DATA FOR THIS EXERCISE:
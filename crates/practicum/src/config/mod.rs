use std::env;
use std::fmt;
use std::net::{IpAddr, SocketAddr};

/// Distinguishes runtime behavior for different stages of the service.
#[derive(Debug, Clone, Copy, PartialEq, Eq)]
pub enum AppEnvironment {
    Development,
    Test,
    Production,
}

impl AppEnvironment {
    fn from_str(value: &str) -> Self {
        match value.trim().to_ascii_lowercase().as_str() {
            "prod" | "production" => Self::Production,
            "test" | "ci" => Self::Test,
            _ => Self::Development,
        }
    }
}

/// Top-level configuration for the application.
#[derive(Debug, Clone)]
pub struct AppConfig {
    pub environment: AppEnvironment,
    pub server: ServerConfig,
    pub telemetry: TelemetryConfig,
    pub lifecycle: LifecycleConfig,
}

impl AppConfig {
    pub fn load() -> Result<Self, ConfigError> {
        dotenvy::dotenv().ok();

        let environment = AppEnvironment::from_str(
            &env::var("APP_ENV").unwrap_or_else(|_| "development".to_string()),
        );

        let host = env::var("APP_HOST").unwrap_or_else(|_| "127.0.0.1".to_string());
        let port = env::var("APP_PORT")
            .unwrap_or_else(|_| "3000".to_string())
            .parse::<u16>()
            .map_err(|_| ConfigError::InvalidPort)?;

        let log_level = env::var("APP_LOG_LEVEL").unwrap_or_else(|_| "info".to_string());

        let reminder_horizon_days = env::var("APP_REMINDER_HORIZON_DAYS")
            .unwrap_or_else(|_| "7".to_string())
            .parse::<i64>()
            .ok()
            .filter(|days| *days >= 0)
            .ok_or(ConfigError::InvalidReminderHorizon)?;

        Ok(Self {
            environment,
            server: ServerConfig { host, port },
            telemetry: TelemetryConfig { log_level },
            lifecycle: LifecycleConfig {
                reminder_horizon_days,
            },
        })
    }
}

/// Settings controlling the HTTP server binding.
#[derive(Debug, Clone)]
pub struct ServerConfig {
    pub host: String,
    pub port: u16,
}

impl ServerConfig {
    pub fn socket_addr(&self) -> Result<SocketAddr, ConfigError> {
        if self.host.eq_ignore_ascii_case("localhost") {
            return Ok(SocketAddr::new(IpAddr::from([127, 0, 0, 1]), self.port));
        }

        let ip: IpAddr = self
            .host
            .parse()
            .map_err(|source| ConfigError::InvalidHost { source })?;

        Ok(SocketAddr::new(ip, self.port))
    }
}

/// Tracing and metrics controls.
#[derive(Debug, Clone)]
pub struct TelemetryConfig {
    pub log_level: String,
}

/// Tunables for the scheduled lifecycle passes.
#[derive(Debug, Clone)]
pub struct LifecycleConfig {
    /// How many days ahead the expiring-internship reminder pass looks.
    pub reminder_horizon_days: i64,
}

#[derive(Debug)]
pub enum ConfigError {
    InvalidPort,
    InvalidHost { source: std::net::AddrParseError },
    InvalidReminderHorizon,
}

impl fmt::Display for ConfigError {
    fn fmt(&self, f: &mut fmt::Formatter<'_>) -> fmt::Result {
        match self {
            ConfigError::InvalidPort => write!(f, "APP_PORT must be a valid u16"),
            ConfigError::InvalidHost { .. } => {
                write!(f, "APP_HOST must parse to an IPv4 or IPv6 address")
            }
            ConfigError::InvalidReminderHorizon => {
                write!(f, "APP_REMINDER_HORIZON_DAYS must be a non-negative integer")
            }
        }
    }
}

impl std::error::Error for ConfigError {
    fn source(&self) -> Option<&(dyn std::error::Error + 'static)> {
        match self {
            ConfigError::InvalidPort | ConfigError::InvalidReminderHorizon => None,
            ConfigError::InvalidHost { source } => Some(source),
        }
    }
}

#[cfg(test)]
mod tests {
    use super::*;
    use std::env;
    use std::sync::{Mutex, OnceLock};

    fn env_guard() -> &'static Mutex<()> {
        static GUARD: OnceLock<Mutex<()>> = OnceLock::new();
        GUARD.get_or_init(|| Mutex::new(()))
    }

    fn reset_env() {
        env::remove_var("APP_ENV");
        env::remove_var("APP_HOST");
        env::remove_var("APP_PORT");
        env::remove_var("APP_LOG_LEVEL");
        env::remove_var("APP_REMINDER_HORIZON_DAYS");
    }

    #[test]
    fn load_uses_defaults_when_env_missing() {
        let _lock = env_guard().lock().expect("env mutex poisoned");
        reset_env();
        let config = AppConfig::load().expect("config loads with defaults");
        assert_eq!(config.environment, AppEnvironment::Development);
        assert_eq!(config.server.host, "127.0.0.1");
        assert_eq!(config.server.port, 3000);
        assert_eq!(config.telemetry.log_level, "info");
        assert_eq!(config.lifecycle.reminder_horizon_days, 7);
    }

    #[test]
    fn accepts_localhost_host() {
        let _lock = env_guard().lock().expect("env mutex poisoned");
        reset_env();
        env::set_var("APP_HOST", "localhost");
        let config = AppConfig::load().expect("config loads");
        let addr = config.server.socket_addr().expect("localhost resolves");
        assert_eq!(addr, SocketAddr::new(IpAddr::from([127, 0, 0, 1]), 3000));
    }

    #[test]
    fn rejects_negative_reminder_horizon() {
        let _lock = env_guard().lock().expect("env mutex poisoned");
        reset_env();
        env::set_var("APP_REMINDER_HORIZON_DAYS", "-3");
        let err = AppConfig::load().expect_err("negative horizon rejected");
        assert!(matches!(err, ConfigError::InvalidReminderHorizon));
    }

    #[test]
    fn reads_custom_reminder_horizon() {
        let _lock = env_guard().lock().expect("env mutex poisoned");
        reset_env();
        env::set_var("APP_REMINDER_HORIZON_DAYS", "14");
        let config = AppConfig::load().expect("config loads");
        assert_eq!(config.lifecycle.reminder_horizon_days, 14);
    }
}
* * *
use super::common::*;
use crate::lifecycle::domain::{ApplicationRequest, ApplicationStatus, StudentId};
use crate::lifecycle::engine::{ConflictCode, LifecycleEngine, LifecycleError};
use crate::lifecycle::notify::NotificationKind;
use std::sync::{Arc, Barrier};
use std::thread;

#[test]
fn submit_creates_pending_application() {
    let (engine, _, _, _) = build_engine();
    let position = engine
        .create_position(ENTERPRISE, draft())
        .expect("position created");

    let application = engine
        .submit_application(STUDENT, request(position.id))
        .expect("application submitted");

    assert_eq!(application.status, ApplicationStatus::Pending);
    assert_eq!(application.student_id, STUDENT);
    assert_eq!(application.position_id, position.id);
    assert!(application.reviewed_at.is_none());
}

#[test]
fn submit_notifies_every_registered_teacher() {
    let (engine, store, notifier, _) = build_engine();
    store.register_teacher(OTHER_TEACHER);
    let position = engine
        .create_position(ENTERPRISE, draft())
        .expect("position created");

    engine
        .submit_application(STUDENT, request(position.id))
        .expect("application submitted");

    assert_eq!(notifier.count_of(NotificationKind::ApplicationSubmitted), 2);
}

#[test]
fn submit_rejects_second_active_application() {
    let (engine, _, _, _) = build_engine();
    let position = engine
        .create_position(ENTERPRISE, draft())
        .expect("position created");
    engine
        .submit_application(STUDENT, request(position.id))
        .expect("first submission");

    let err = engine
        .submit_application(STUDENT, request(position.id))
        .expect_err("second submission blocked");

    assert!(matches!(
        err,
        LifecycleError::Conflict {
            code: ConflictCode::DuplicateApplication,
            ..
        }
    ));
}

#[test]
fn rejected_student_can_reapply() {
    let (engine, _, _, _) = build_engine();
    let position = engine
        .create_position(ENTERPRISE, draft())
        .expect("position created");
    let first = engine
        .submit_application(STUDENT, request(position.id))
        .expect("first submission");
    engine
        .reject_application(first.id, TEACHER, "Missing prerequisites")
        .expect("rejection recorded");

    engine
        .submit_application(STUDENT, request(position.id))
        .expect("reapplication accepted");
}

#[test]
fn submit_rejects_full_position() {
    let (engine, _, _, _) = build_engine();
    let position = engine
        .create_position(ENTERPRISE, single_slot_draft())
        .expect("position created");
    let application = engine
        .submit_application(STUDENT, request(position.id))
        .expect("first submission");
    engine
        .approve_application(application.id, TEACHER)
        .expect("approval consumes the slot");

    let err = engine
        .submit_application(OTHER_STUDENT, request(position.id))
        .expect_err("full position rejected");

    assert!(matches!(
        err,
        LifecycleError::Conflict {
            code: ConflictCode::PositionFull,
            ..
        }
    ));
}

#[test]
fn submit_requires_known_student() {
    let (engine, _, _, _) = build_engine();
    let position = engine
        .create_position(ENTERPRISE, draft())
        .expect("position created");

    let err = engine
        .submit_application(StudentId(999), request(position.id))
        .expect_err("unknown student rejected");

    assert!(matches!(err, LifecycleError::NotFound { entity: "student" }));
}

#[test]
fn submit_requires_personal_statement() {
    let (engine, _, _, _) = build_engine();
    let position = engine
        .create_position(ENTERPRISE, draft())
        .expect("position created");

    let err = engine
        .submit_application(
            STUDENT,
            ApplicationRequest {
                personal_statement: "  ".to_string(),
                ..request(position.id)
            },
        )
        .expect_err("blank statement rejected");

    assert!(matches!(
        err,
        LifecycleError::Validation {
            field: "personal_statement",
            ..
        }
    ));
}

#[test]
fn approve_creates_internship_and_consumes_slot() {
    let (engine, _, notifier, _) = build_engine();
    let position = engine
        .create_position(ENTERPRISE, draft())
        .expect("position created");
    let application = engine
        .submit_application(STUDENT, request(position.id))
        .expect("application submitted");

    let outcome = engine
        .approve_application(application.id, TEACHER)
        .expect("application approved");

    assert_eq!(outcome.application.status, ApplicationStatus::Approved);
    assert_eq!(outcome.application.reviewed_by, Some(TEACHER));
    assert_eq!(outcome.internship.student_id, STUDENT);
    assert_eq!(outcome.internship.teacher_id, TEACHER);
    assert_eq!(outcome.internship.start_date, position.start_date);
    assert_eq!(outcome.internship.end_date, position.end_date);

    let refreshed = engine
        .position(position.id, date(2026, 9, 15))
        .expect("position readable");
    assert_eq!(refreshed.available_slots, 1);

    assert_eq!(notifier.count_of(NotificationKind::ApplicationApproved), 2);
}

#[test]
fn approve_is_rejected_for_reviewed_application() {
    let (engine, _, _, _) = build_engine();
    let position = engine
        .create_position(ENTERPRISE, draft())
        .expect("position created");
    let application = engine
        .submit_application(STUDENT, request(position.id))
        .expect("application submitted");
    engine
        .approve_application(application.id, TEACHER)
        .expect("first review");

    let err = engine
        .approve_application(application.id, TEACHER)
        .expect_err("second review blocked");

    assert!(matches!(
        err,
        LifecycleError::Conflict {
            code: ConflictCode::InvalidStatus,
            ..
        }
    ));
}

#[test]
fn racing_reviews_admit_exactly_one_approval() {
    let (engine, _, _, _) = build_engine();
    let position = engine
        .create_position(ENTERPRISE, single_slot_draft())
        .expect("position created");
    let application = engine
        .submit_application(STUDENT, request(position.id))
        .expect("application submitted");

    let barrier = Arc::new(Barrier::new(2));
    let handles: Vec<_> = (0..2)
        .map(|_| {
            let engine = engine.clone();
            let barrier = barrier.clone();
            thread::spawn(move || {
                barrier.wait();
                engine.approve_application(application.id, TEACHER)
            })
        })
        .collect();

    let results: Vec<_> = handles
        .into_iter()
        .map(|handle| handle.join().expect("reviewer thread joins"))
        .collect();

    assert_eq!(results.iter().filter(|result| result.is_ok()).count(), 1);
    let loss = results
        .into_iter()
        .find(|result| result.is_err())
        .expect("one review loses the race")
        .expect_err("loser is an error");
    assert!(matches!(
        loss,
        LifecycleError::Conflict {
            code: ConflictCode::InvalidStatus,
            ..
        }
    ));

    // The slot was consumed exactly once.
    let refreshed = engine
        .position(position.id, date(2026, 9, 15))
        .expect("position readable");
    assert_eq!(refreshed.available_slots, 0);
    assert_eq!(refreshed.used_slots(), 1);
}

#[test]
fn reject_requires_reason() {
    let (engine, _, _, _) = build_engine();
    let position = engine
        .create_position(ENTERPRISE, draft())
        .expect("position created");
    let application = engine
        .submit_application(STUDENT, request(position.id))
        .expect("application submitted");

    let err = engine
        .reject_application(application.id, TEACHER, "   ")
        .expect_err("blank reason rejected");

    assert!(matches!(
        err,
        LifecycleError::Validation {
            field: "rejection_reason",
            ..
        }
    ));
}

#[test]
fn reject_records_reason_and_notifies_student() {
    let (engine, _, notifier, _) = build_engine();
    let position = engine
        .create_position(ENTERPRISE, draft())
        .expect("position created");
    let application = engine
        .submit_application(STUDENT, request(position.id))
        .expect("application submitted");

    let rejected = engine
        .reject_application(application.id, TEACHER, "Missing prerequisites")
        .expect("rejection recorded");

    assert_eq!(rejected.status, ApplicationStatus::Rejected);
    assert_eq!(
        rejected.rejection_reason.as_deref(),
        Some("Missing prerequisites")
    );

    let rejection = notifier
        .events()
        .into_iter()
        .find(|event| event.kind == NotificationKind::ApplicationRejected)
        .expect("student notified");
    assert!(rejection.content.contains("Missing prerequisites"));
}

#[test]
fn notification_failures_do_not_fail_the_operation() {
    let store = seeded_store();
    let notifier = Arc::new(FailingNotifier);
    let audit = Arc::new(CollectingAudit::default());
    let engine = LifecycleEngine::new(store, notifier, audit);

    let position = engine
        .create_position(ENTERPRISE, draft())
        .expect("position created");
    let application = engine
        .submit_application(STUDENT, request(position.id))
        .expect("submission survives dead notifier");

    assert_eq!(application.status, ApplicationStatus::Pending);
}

THE PROBLEM:
Gather every line from the entries above where the word "write" appears, and copy them.

EXERCISE RESULT:
            ConfigError::InvalidPort => write!(f, "APP_PORT must be a valid u16"),
                write!(f, "APP_HOST must parse to an IPv4 or IPv6 address")
                write!(f, "APP_REMINDER_HORIZON_DAYS must be a non-negative integer")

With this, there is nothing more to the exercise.